If you recompile this for each target CPU, the multiply constant can be an immediate operand for imul instead of loading from memory.
pause sleeps for ~100 clock on Skylake, but only for ~5 clocks on previous Intel uarches. So it hurts timing precision a bit, maybe sleeping up to 100 ns past a deadline when the CPU frequency is clocked down to ~1GHz. Or at a normal ~3GHz speed, more like up to +33ns.
Running continously, this loop heated up one core of my Skylake i7-6700k at ~3.9GHz by ~15 degrees C without pause, but only by ~9 C with pause. (From a baseline of ~30C with a big CoolerMaster Gemini II heatpipe cooler, but low airflow in the case to keep fan noise low.)
Adjusting the start-time measurement to be earlier than it really is will let you compensate for some of the extra overhead, like branch-misprediction when leaving the loop, as well as the fact that the first rdtsc doesn't sample the clock until probably near the end of its execution. Out-of-order execution can let rdtsc run early; you might use lfence, or consider rdtscp, to stop the first clock sample from happening out-of-order ahead of instructions before the delay function is called.
Keeping the offset in a variable will let you calibrate the constant offset, too. If you can do this automatically at startup, that could be good to handle variations between CPUs. But you need some high-accuracy timer for that to work, and this is already based on rdtsc.
Inlining the first RDTSC into the caller and passing the low 32 bits as another function arg would make sure the "timer" starts right away even if there's an instruction-cache miss or other pipeline stall when calling the delay function. So the I$ miss time would be part of the delay interval, not extra overhead.

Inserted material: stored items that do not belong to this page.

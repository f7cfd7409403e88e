//! Property tests over randomly generated fleets and backlogs.

use std::collections::{HashMap, HashSet};

use jobplane_id::{Hostname, ProjectId};
use jobplane_scheduling::{
    DependencyGraph, NoDependencies, Node, NodeRole, PassSettings, PassSnapshot, Projection,
    RecordingDispatcher, SchedulingPass, WorkItem,
};
use jobplane_testing::{
    ad_hoc_command, group, inventory_sync, node, project_sync, system_task, template_run,
    workflow_run, SnapshotBuilder,
};
use proptest::prelude::*;

fn arb_role() -> impl Strategy<Value = NodeRole> {
    prop_oneof![
        Just(NodeRole::Control),
        Just(NodeRole::Execution),
        Just(NodeRole::Hybrid),
        Just(NodeRole::Hop),
    ]
}

fn arb_nodes() -> impl Strategy<Value = Vec<Node>> {
    prop::collection::vec((arb_role(), 0u32..200, any::<bool>()), 1..6).prop_map(|specs| {
        specs
            .into_iter()
            .enumerate()
            .map(|(i, (role, capacity, enabled))| {
                let mut n = node(&format!("node-{i}"), role, capacity);
                n.enabled = enabled;
                n
            })
            .collect()
    })
}

/// Item with id `id`, built from a kind selector and resource numbers.
fn make_item(id: i64, kind: u8, project: i64, inventory: i64, forks: u32, created: i64) -> WorkItem {
    match kind {
        0 => project_sync(id, project, created).build(),
        1 => inventory_sync(id, inventory, inventory, created).build(),
        2 => workflow_run(id, project, created).build(),
        3 => system_task(id, created).build(),
        4 => ad_hoc_command(id, inventory, created).build(),
        _ => template_run(id, project, inventory, forks, created).build(),
    }
}

fn arb_items() -> impl Strategy<Value = Vec<WorkItem>> {
    prop::collection::vec((0u8..7, 1i64..4, 1i64..4, 0u32..12, 0i64..100), 0..25).prop_map(
        |specs| {
            specs
                .into_iter()
                .enumerate()
                .map(|(i, (kind, project, inventory, forks, created))| {
                    make_item(i as i64 + 1, kind, project, inventory, forks, created)
                })
                .collect()
        },
    )
}

/// Control and hybrid nodes go in the control-plane group, everything in
/// the default group.
fn snapshot(nodes: Vec<Node>, pending: Vec<WorkItem>) -> PassSnapshot {
    let control: Vec<String> = nodes
        .iter()
        .filter(|n| n.role.requires_control_plane())
        .map(|n| n.hostname.to_string())
        .collect();
    let all: Vec<String> = nodes.iter().map(|n| n.hostname.to_string()).collect();
    let control: Vec<&str> = control.iter().map(String::as_str).collect();
    let all: Vec<&str> = all.iter().map(String::as_str).collect();

    let mut builder = SnapshotBuilder::new()
        .group(group("controlplane", &control))
        .group(group("default", &all));
    for n in nodes {
        builder = builder.node(n);
    }
    for item in pending {
        builder = builder.pending(item);
    }
    builder.build()
}

proptest! {
    #[test]
    fn prop_remaining_capacity_is_total_minus_costs_floored(
        nodes in arb_nodes(),
        pending in arb_items(),
    ) {
        let totals: HashMap<Hostname, u32> = nodes
            .iter()
            .map(|n| (n.hostname.clone(), n.total_capacity))
            .collect();
        let costs: HashMap<_, u32> = pending.iter().map(|i| (i.id(), i.capacity_cost())).collect();

        let report = SchedulingPass::new(snapshot(nodes, pending), &PassSettings::default())
            .run(&mut RecordingDispatcher::new(), &NoDependencies);

        let mut consumed: HashMap<Hostname, u64> = HashMap::new();
        for assignment in &report.assignments {
            *consumed.entry(assignment.node.clone()).or_default() +=
                u64::from(costs[&assignment.item_id]);
        }
        for summary in &report.nodes {
            let total = u64::from(totals[&summary.hostname]);
            let used = consumed.get(&summary.hostname).copied().unwrap_or(0);
            prop_assert_eq!(u64::from(summary.remaining_capacity), total.saturating_sub(used));
            prop_assert!(summary.remaining_capacity <= totals[&summary.hostname]);
        }
    }

    #[test]
    fn prop_each_item_assigned_at_most_once(
        nodes in arb_nodes(),
        pending in arb_items(),
    ) {
        let count = pending.len();
        let report = SchedulingPass::new(snapshot(nodes, pending), &PassSettings::default())
            .run(&mut RecordingDispatcher::new(), &NoDependencies);

        let unique: HashSet<_> = report.assignments.iter().map(|a| a.item_id).collect();
        prop_assert_eq!(unique.len(), report.assignments.len());
        prop_assert_eq!(report.outcomes.len(), count);
    }

    #[test]
    fn prop_admitted_template_runs_never_share_a_project(
        nodes in arb_nodes(),
        pending in arb_items(),
    ) {
        let projects: HashMap<_, ProjectId> = pending
            .iter()
            .filter_map(|item| match item {
                WorkItem::TemplateRun(run) => Some((run.common.id, run.project_id)),
                WorkItem::ProjectSync(sync) => Some((sync.common.id, sync.project_id)),
                _ => None,
            })
            .collect();

        let report = SchedulingPass::new(snapshot(nodes, pending), &PassSettings::default())
            .run(&mut RecordingDispatcher::new(), &NoDependencies);

        let mut seen = HashSet::new();
        for assignment in &report.assignments {
            if let Some(project) = projects.get(&assignment.item_id) {
                prop_assert!(seen.insert(*project), "project {} admitted twice", project);
            }
        }
    }

    #[test]
    fn prop_blocked_stays_blocked(
        marks in arb_items(),
        candidates in arb_items(),
    ) {
        let mut graph = DependencyGraph::new();
        let mut blocked: Vec<&WorkItem> = Vec::new();

        for item in &marks {
            graph.mark(item);
            for candidate in &candidates {
                if graph.is_blocked(candidate) && !blocked.contains(&candidate) {
                    blocked.push(candidate);
                }
            }
            for earlier in &blocked {
                prop_assert!(graph.is_blocked(earlier));
            }
        }
    }
}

The advantage of spinning on rdtsc:
If anything happens that delays execution, the loop still exits at the deadline, unless execution is currently blocked when the deadline passes (in which case you're screwed with any method).
So instead of using exactly n cycles of CPU time, you use CPU time until the current time is n * freq nanoseconds later than when you first checked.
With a simple counter delay loop, a delay that's long enough at 4GHz would make you sleep more than 4x too long at 0.8GHz (typical minimum frequency on recent Intel CPUs).
This does run rdtsc twice, so it's not appropriate for delays of only a couple nanoseconds. (rdtsc itself is ~20 uops, and has a throughput of one per 25 clocks on Skylake/Kaby Lake.) I think this is probably the least bad solution for a busy-wait of hundreds or thousands of nanoseconds, though.
Downside: a migration to another core with unsynced TSC could result in sleeping for the wrong time. But unless your delays are very long, the migration time will be longer than the intended delay. The worst case is sleeping for the delay-time again after the migration. The way I do the compare: (now - start) < count, instead of looking for a certain target target count, means that unsigned wraparound will make the compare true when now-start is a large number. You can't get stuck sleeping for nearly a whole second while the counter wraps around.
Downside: maybe you want to sleep for a certain number of core cycles, or to pause the count when the CPU is asleep.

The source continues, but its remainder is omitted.